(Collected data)
::::::::::
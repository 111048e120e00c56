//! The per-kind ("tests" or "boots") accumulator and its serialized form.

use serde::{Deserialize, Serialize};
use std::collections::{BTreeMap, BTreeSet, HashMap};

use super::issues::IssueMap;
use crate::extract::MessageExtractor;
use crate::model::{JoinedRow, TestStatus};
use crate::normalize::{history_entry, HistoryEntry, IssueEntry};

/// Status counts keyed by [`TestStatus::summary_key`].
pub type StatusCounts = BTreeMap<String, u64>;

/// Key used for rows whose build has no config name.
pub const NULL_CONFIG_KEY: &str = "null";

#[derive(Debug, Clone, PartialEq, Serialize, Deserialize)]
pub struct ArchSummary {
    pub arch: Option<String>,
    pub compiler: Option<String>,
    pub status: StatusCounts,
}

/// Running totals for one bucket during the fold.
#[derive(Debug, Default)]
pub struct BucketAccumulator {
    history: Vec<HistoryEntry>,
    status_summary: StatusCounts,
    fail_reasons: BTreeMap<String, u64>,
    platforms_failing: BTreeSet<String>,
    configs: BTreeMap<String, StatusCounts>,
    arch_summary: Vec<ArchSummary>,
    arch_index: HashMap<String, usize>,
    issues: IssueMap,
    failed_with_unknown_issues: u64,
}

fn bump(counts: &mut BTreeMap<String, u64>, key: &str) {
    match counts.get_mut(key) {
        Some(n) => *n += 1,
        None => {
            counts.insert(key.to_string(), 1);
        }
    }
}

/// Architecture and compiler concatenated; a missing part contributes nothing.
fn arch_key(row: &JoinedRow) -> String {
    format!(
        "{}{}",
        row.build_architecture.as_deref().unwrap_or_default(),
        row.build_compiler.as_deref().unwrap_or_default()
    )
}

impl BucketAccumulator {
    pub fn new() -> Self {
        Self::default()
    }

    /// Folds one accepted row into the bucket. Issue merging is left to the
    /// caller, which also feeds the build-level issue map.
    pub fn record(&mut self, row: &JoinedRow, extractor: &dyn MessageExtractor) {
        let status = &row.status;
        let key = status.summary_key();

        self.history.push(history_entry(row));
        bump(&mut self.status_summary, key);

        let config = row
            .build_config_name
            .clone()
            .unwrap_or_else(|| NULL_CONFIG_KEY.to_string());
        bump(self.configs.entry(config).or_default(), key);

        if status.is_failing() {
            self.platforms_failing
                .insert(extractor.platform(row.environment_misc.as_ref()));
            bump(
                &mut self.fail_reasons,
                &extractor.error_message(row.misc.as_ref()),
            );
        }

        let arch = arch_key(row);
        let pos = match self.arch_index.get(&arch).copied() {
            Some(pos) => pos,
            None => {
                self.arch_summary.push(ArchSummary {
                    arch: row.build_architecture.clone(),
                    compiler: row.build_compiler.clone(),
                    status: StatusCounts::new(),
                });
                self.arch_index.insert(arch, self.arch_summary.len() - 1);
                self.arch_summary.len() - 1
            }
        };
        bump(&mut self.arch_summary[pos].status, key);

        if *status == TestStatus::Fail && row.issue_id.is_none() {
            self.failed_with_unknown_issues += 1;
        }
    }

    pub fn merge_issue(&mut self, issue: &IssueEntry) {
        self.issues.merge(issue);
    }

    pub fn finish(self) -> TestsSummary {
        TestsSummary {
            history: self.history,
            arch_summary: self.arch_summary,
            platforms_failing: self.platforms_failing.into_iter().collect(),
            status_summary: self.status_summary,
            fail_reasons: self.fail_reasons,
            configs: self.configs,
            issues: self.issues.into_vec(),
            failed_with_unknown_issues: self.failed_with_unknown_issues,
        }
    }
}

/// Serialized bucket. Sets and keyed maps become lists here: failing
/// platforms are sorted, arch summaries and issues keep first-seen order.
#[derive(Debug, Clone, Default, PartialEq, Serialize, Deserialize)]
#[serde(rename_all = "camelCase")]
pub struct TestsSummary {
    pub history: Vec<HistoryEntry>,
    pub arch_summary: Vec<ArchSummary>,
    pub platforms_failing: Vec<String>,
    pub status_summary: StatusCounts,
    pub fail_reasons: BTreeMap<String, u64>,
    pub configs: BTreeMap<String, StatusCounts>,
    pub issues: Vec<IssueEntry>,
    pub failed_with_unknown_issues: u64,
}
::::::::::
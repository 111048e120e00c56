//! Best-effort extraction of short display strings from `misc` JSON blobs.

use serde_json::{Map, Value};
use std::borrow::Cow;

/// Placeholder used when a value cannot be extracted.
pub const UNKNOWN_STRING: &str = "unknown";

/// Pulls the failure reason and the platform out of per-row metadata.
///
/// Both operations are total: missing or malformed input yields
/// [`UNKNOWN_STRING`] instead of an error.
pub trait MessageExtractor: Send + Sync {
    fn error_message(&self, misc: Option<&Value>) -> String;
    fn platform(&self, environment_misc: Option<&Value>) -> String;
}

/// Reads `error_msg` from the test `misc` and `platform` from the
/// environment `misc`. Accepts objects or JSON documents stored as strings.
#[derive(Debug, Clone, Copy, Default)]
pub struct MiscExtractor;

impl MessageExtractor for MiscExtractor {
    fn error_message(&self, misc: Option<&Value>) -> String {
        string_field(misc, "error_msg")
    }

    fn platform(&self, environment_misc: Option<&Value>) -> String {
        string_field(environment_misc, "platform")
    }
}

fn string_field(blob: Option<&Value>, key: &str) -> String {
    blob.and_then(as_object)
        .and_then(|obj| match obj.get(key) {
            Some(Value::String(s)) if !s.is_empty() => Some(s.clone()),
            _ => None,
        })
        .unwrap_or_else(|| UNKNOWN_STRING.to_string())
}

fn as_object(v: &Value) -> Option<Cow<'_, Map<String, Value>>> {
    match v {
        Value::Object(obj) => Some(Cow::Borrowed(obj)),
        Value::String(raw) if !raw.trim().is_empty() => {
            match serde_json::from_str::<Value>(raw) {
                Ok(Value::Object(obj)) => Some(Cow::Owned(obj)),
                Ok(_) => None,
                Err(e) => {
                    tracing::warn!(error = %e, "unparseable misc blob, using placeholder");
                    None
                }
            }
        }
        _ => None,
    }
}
::::::::::
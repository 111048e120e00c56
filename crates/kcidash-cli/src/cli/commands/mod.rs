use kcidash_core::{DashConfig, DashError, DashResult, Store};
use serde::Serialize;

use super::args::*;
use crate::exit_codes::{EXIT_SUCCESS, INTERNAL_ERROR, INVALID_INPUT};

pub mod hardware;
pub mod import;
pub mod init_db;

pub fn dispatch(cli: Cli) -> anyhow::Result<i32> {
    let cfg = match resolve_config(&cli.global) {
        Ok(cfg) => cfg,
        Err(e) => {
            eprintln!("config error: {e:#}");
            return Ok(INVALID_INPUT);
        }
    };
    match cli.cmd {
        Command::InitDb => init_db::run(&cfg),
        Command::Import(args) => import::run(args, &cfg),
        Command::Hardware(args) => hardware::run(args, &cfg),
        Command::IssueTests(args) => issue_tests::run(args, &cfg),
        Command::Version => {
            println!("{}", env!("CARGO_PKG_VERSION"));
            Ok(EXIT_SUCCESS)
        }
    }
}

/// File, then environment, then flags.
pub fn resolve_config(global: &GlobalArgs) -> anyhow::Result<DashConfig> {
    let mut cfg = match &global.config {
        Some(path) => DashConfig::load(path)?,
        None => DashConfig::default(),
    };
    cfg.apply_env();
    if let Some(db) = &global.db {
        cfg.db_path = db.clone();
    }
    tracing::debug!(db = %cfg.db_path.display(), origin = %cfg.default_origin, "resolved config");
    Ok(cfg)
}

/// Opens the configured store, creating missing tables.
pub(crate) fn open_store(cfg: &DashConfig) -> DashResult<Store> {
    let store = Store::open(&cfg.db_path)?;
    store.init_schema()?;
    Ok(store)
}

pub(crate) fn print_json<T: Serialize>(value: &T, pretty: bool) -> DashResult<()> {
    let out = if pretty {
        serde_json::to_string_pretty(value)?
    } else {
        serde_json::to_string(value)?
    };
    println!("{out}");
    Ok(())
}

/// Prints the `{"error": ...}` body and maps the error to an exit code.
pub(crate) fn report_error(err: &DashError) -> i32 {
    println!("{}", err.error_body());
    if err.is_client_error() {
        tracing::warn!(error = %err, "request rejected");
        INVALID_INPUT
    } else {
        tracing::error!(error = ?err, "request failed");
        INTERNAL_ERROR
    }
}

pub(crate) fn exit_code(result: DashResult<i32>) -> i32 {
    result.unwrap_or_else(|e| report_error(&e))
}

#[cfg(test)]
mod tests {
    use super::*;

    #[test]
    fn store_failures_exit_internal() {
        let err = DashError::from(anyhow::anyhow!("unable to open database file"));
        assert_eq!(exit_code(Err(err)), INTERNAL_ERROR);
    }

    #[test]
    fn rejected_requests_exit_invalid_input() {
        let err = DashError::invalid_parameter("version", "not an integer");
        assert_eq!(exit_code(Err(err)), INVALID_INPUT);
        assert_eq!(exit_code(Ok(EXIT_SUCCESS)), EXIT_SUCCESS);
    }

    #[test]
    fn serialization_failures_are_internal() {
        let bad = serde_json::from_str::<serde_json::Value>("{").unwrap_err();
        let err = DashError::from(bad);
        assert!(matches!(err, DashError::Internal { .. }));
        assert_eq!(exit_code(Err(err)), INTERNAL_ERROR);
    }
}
::::::::::
Aim of the exercise:
Give again exactly, and only, the lines above starting at the one with "row.build_compiler.as_deref().unwrap_or_default()" and ending at the one with "let arch = arch_key(row);".

Solution to the problem:
        row.build_compiler.as_deref().unwrap_or_default()
    )
}

impl BucketAccumulator {
    pub fn new() -> Self {
        Self::default()
    }

    /// Folds one accepted row into the bucket. Issue merging is left to the
    /// caller, which also feeds the build-level issue map.
    pub fn record(&mut self, row: &JoinedRow, extractor: &dyn MessageExtractor) {
        let status = &row.status;
        let key = status.summary_key();

        self.history.push(history_entry(row));
        bump(&mut self.status_summary, key);

        let config = row
            .build_config_name
            .clone()
            .unwrap_or_else(|| NULL_CONFIG_KEY.to_string());
        bump(self.configs.entry(config).or_default(), key);

        if status.is_failing() {
            self.platforms_failing
                .insert(extractor.platform(row.environment_misc.as_ref()));
            bump(
                &mut self.fail_reasons,
                &extractor.error_message(row.misc.as_ref()),
            );
        }

        let arch = arch_key(row);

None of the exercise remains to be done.